■ Assignment: Please say how many lines in the records below contain the word "This", giving the number alone.

■ Data for review:
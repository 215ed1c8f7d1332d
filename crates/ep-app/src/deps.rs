//! # Agent Dependencies / 代理依赖
//!
//! Dependency grouping for constructing the [`ReconciliationController`].
//!
//! **Note**: This is NOT a Builder pattern.
//! - No build steps
//! - No default values
//! - Just parameter grouping
//!
//! [`ReconciliationController`]: crate::ReconciliationController

use std::sync::Arc;

use ep_core::ports::*;
use ep_core::ServiceLayout;

/// Every host capability the reconciliation use cases need.
///
/// All dependencies are required - no defaults, no optional fields.
pub struct AgentDeps {
    // Durable state / 持久状态
    pub state: Arc<dyn ProvisioningStatePort>,
    pub config: Arc<dyn ConfigStorePort>,

    // Host inspection / 主机信息
    pub host_facts: Arc<dyn HostFactsPort>,
    pub fs: Arc<dyn HostFilesystemPort>,

    // Install sources / 安装来源
    pub artifacts: Arc<dyn ArtifactSourcePort>,
    pub packages: Arc<dyn PackageManagerPort>,

    // System management / 系统管理
    pub services: Arc<dyn ServiceManagerPort>,
    pub accounts: Arc<dyn UserAccountPort>,
    pub firewall: Arc<dyn FirewallPort>,

    // Reporting / 状态上报
    pub status: Arc<dyn StatusPort>,

    pub layout: ServiceLayout,
}
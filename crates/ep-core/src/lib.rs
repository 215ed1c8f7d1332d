//! # ep-core
//!
//! Core domain models and port interfaces for the etcd proxy agent.
//!
//! This crate contains pure provisioning logic without any infrastructure dependencies.

// Public module exports
pub mod config;
pub mod host;
pub mod ports;
pub mod provisioning;
pub mod service;
pub mod status;

// Re-export commonly used types at the crate root
pub use config::{AgentConfig, ConfigError, DesiredConfig, ListenPort};
pub use host::{HostFacts, InitVariant};
pub use provisioning::{LifecycleTrigger, ProvisioningState};
pub use service::{ClientCredentials, CredentialPaths, ServiceLayout};
pub use status::{StatusKind, WorkloadStatus};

■ Your response: 2